Sensory deficits post stroke

CSM revisit: Sensory deficits post stroke: best practice treatment
Jane E. Sullivan, PT, DHS from Northwestern University presented compelling evidence that Physical therapists need to be treating sensory dysfunction after stroke (Post Stroke Sensory Dysfunction, or PSSD). First, this is truly common, although it is rarely addressed by PT outside of proprioception (where is your arm? Are you sitting up straight? Where are your feet? Etc). In addition, the loss patterns do not follow motor loss patterns, and so these do need to be tested.
A study done by Connell in 2008 found that there was high agreement between different body areas for each modality, but there was low agreement between modalities in each area! This means PTs need to test each modality. Tyson et al in 2007 found that stroke severity and weakness are significantly correlated with PSSD, a finding later corroborated by Connell in 2008.
Also correlated with decreased sensory were outcomes such as increased length of stay, decreased bowel/bladder independence, decreased ability to perform ADL’s, etc. There were many studies cited in this presentation which link low sensory function with discharge placement, slow recovery of motor function, and even mortality.

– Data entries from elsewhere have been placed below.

// Bring up the LMX2820, optionally tune it, and print where it ended up
use anyhow::{bail, Context, Result};
use clap::Parser;
use lmx2820::config::Config;
use lmx2820::hal::{Clock, Gpio, SystemClock, Transport};
use lmx2820::{gpio::Pins, mock::Bench, registers::LMX2820, spi::Spi};
use lmx2820::{Controller, Defaults, Device, Planner};
use std::path::PathBuf;
use tracing_subscriber::EnvFilter;

fn parse_frequency(s: &str) -> std::result::Result<u64, String> {
    let s: String = s.chars().filter(|&c| c != '_').collect();
    let (mantissa, exp) = match s.split_once(|c: char| c == 'e' || c == 'E') {
        Some((m, e)) => (m, e.parse::<u32>().map_err(|_| format!("bad exponent in `{}`", s))?),
        None => (s.as_str(), 0),
    };
    let (int, frac) = mantissa.split_once('.').unwrap_or((mantissa, ""));
    let frac = frac.trim_end_matches('0');
    let shift = exp
        .checked_sub(frac.len() as u32)
        .ok_or_else(|| format!("`{}` is not a whole number of Hz", s))?;
    let digits: u64 = format!("{}{}", int, frac)
        .parse()
        .map_err(|_| format!("`{}` is not a frequency", s))?;
    10u64
        .checked_pow(shift)
        .and_then(|p| digits.checked_mul(p))
        .ok_or_else(|| format!("`{}` is out of range", s))
}

#[derive(Parser, Debug)]
/// Control an LMX2820 synthesizer
struct Args {
    /// Board configuration (TOML)
    #[arg(short, long)]
    config: Option<PathBuf>,
    /// Simulated hardware instead of spidev/gpiochip
    #[arg(long)]
    mock: bool,
    /// Register image written after power-on
    #[arg(long)]
    defaults: Option<PathBuf>,
    /// Output frequency in Hz, e.g. 15e9
    #[arg(short, long, value_parser = parse_frequency)]
    freq: Option<u64>,
    /// Turn RF off after everything else
    #[arg(long)]
    disable: bool,
    /// Power cycle before tuning
    #[arg(long)]
    reset: bool,
    /// Print the frequency plan and exit without touching hardware
    #[arg(long)]
    plan_only: bool,
    #[arg(short, long)]
    verbose: bool,
}

fn run<T: Transport, G: Gpio, C: Clock>(
    mut controller: Controller<T, G, C>,
    args: &Args,
) -> Result<()> {
    let result = (|| -> Result<()> {
        controller.power_on().context("power on")?;
        if args.reset {
            controller.reset().context("reset")?;
        }
        if let Some(freq) = args.freq {
            controller
                .set_frequency(freq)
                .with_context(|| format!("tuning to {} Hz", freq))?;
        }
        if args.disable {
            controller.disable_rf().context("RF disable")?;
        }
        Ok(())
    })();
    println!("{}", controller.status());
    result
}

fn main() -> Result<()> {
    let args = Args::parse();

    let level = if args.verbose { "debug" } else { "info" };
    tracing_subscriber::fmt()
        .with_env_filter(EnvFilter::try_from_default_env().unwrap_or_else(|_| EnvFilter::new(level)))
        .with_writer(std::io::stderr)
        .init();

    let config = match &args.config {
        Some(path) => {
            Config::load(path).with_context(|| format!("loading {}", path.display()))?
        }
        None => Config::default(),
    };
    let planner = Planner::new(config.planner.clone()).context("planner configuration")?;

    if args.plan_only {
        let Some(freq) = args.freq else {
            bail!("--plan-only needs --freq");
        };
        let plan = planner.compute_plan(freq)?;
        println!("{:#?}", plan);
        println!("output: {} Hz", plan.output_hz());
        return Ok(());
    }

    let defaults = match args.defaults.as_ref().or(config.defaults.as_ref()) {
        Some(path) => Defaults::load(path, &LMX2820)
            .with_context(|| format!("loading register image {}", path.display()))?,
        None => Defaults::builtin(),
    };

    if args.mock {
        let bench = Bench::new();
        let device = Device::new(bench.transport(), bench.gpio(), bench.clock())
            .with_lock((&config.lock).into())
            .with_calibration((&config.calibration).into());
        let result = run(Controller::new(device, planner, defaults), &args);
        println!("{} register writes", bench.writes().len());
        result
    } else {
        let spi = Spi::open(&config.spi.path, config.spi.speed_hz)
            .with_context(|| format!("opening {}", config.spi.path.display()))?;
        let pins = Pins::new(&config.gpio)
            .with_context(|| format!("requesting lines on {}", config.gpio.chip.display()))?;
        let device = Device::new(spi, pins, SystemClock::new())
            .with_lock((&config.lock).into())
            .with_calibration((&config.calibration).into());
        run(Controller::new(device, planner, defaults), &args)
    }
}

#[test]
fn frequency_notation() {
    assert_eq!(Ok(15_000_000_000), parse_frequency("15e9"));
    assert_eq!(Ok(2_400_000_000), parse_frequency("2.4e9"));
    assert_eq!(Ok(15_000_000_000), parse_frequency("15_000_000_000"));
    assert_eq!(Ok(1_000_000_000), parse_frequency("1000000000"));
    assert!(parse_frequency("1.5").is_err());
    assert!(parse_frequency("1e30").is_err());
    assert!(parse_frequency("ten").is_err());
}
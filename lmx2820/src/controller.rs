/* Controller
 *
 *   POWER_OFF --power_on--> STANDBY
 *   STANDBY/READY --set_frequency--> CONFIGURING --> READY | ERROR
 *   READY --disable_rf--> STANDBY (frequency kept)
 *   STANDBY --enable_rf--> READY (re-applies the kept frequency)
 *   * --power_off--> POWER_OFF
 *   * --reset--> STANDBY
 *
 * Every command is checked against the states it is legal in before any
 * hardware is touched. RF is on exactly when the state is READY. The last
 * fault is kept until the next successful power_on or reset.
 * */
use bitflags::bitflags;
use log::{error, info, warn};
use std::fmt;
use thiserror::Error;

use crate::defaults::Defaults;
use crate::device::{Device, ProgramError};
use crate::hal::{Clock, Gpio, Transport};
use crate::plan::{Hz, PlanError, Planner, SynthesisPlan};

#[derive(Clone, Copy, Debug, PartialEq, Eq)]
pub enum State {
    PowerOff,
    Standby,
    Configuring,
    Ready,
    Error,
}

bitflags! {
    #[derive(Clone, Copy, Debug, PartialEq, Eq)]
    pub struct States: u8 {
        const POWER_OFF   = 0x01;
        const STANDBY     = 0x02;
        const CONFIGURING = 0x04;
        const READY       = 0x08;
        const ERROR       = 0x10;
    }
}

#[rustfmt::skip]
impl From<State> for States {
    fn from(s: State) -> States {
        match s {
            State::PowerOff    => States::POWER_OFF,
            State::Standby     => States::STANDBY,
            State::Configuring => States::CONFIGURING,
            State::Ready       => States::READY,
            State::Error       => States::ERROR,
        }
    }
}

impl fmt::Display for State {
    fn fmt(&self, f: &mut fmt::Formatter<'_>) -> fmt::Result {
        f.write_str(match self {
            State::PowerOff => "POWER_OFF",
            State::Standby => "STANDBY",
            State::Configuring => "CONFIGURING",
            State::Ready => "READY",
            State::Error => "ERROR",
        })
    }
}

#[derive(Clone, Copy, Debug, PartialEq, Eq)]
pub enum Command {
    PowerOn,
    PowerOff,
    Reset,
    SetFrequency,
    EnableRf,
    DisableRf,
    ReadLock,
}

#[rustfmt::skip]
impl Command {
    pub fn allowed(self) -> States {
        match self {
            Command::PowerOn      => States::POWER_OFF,
            Command::PowerOff     => States::all(),
            Command::Reset        => States::all(),
            Command::SetFrequency => States::STANDBY | States::READY,
            Command::EnableRf     => States::STANDBY | States::READY,
            Command::DisableRf    => States::STANDBY | States::READY,
            Command::ReadLock     => States::STANDBY | States::READY | States::ERROR,
        }
    }
}

#[derive(Error, Debug, Clone, Copy, PartialEq, Eq)]
#[error("{command:?} not allowed in {state}")]
pub struct StateError {
    pub command: Command,
    pub state: State,
}

#[derive(Error, Debug)]
pub enum Error {
    #[error(transparent)]
    State(#[from] StateError),
    #[error(transparent)]
    Plan(#[from] PlanError),
    #[error(transparent)]
    Program(#[from] ProgramError),
    #[error("No frequency to enable RF at")]
    NoFrequency,
}

type Result<T> = std::result::Result<T, Error>;

/// Why the controller is in ERROR.
#[derive(Clone, Debug, PartialEq, Eq)]
pub enum Fault {
    Plan(PlanError),
    Program(String),
}

impl fmt::Display for Fault {
    fn fmt(&self, f: &mut fmt::Formatter<'_>) -> fmt::Result {
        match self {
            Fault::Plan(e) => write!(f, "planning failed: {}", e),
            Fault::Program(e) => write!(f, "programming failed: {}", e),
        }
    }
}

#[derive(Clone, Debug, PartialEq, Eq)]
pub struct Status {
    pub state: State,
    pub frequency_hz: Option<Hz>,
    pub plan: Option<SynthesisPlan>,
    pub last_error: Option<Fault>,
}

impl fmt::Display for Status {
    fn fmt(&self, f: &mut fmt::Formatter<'_>) -> fmt::Result {
        write!(f, "state: {}", self.state)?;
        if let Some(hz) = self.frequency_hz {
            write!(f, "\nfrequency: {} Hz", hz)?;
        }
        if let Some(plan) = &self.plan {
            write!(
                f,
                "\nband: {:?}, VCO {} Hz, N {}",
                plan.band, plan.vco_hz, plan.n
            )?;
            if let Some(frac) = plan.fraction {
                write!(f, " + {}/{}", frac.num, frac.den)?;
            }
            if let Some(div) = plan.chdiv {
                write!(f, ", CHDIV {}", div.ratio())?;
            }
        }
        if let Some(fault) = &self.last_error {
            write!(f, "\nerror: {}", fault)?;
        }
        Ok(())
    }
}

pub struct Controller<T, G, C> {
    device: Device<T, G, C>,
    planner: Planner,
    defaults: Defaults,
    state: State,
    frequency: Option<Hz>,
    plan: Option<SynthesisPlan>,
    last_error: Option<Fault>,
}

impl<T: Transport, G: Gpio, C: Clock> Controller<T, G, C> {
    pub fn new(device: Device<T, G, C>, planner: Planner, defaults: Defaults) -> Self {
        Self {
            device,
            planner,
            defaults,
            state: State::PowerOff,
            frequency: None,
            plan: None,
            last_error: None,
        }
    }

    pub fn state(&self) -> State {
        self.state
    }

    pub fn frequency(&self) -> Option<Hz> {
        self.frequency
    }

    pub fn last_error(&self) -> Option<&Fault> {
        self.last_error.as_ref()
    }

    pub fn device(&self) -> &Device<T, G, C> {
        &self.device
    }

    pub fn status(&self) -> Status {
        Status {
            state: self.state,
            frequency_hz: self.frequency,
            plan: self.plan,
            last_error: self.last_error.clone(),
        }
    }

    fn check(&self, command: Command) -> std::result::Result<(), StateError> {
        if command.allowed().contains(self.state.into()) {
            Ok(())
        } else {
            Err(StateError {
                command,
                state: self.state,
            })
        }
    }

    fn transition(&mut self, to: State) {
        if self.state != to {
            info!("{} -> {}", self.state, to);
            self.state = to;
        }
    }

    fn fail(&mut self, fault: Fault) {
        if let Err(e) = self.device.rf_enable(false) {
            warn!("could not force RF off: {}", e);
        }
        error!("{}", fault);
        self.frequency = None;
        self.plan = None;
        self.last_error = Some(fault);
        self.transition(State::Error);
    }

    fn fail_program(&mut self, e: ProgramError) -> Error {
        self.fail(Fault::Program(e.to_string()));
        e.into()
    }

    fn bring_up(&mut self) -> std::result::Result<(), ProgramError> {
        self.device.power_on()?;
        self.device.initialize_registers(&self.defaults)
    }

    pub fn power_on(&mut self) -> Result<()> {
        self.check(Command::PowerOn)?;
        match self.bring_up() {
            Ok(()) => {
                self.last_error = None;
                self.transition(State::Standby);
                Ok(())
            }
            Err(e) => Err(self.fail_program(e)),
        }
    }

    /// Powers the chip down from any state, ERROR included. `last_error` is
    /// left for `status` to report.
    pub fn power_off(&mut self) -> Result<()> {
        self.check(Command::PowerOff)?;
        self.frequency = None;
        self.plan = None;
        if let Err(e) = self.device.power_off() {
            return Err(self.fail_program(e));
        }
        self.transition(State::PowerOff);
        Ok(())
    }

    /// Power cycle and reinitialize.
    pub fn reset(&mut self) -> Result<()> {
        self.check(Command::Reset)?;
        let cycle = self.device.power_off().and_then(|()| self.bring_up());
        if let Err(e) = cycle {
            return Err(self.fail_program(e));
        }
        self.frequency = None;
        self.plan = None;
        self.last_error = None;
        self.transition(State::Standby);
        Ok(())
    }

    pub fn set_frequency(&mut self, freq_hz: Hz) -> Result<()> {
        self.check(Command::SetFrequency)?;
        self.transition(State::Configuring);
        let plan = match self.planner.compute_plan(freq_hz) {
            Ok(plan) => plan,
            Err(e) => {
                self.fail(Fault::Plan(e.clone()));
                return Err(e.into());
            }
        };
        self.apply(plan)
    }

    fn apply(&mut self, plan: SynthesisPlan) -> Result<()> {
        if let Err(e) = self.device.apply_plan(&plan) {
            return Err(self.fail_program(e));
        }
        self.frequency = Some(plan.freq_hz);
        self.plan = Some(plan);
        self.transition(State::Ready);
        Ok(())
    }

    /// Turn RF back on at the last commanded frequency.
    pub fn enable_rf(&mut self) -> Result<()> {
        self.check(Command::EnableRf)?;
        if self.state == State::Ready {
            return Ok(());
        }
        let plan = self.plan.ok_or(Error::NoFrequency)?;
        self.transition(State::Configuring);
        self.apply(plan)
    }

    pub fn disable_rf(&mut self) -> Result<()> {
        self.check(Command::DisableRf)?;
        if let Err(e) = self.device.rf_enable(false) {
            return Err(self.fail_program(e));
        }
        self.transition(State::Standby);
        Ok(())
    }

    pub fn is_locked(&mut self) -> Result<bool> {
        self.check(Command::ReadLock)?;
        Ok(self.device.is_locked()?)
    }
}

The good news is this: the neurological system is moldable and trainable. We know that motor patterns can be learned; so too can sensory. There is natural recovery, anatomical redundancy, and bilateral pathways all improve the prognosis.
The reliability and validity of sensory tests were explored, and while there are some issues in this area, the following recommendations were made: 1. Screen everyone (post-stroke) for all modalities including stereognosis. 2. Formally test if linked to movement dysfunction and goals. 3. Standardize your exam.
Obviously, there is a need for more research, but there are promising studies that link improved upper extremity sensation with improved balance outcomes. Electrical stimulation studies have shown excellent potential for “waking up” the sensory system, with improvements noted in spasticity, force, perception, selective movement, as well as balance and gait. Vibration, thermotherapy, intermittent compression, graphesthesia and discrimination tasks and passive movement all show improvement (passive range of motion shows fMRI but not clinical improvement). Finally, these changes persist! There is yet to be any meaningful dose-response trial, however.
The parameters recommended at this time across interventions are: Brief (20-30 min – they will get tired!), and repetitive (3-5 days per week) for several weeks. With any of these treatments, practice mastered tasks first and last, take breaks, and aim for limbic involvement and active attention. Reduce the stress in the environment so the patient may attend to the task as well. A quiet nervous system will respond more dramatically to changes, and above all, PRACTICE!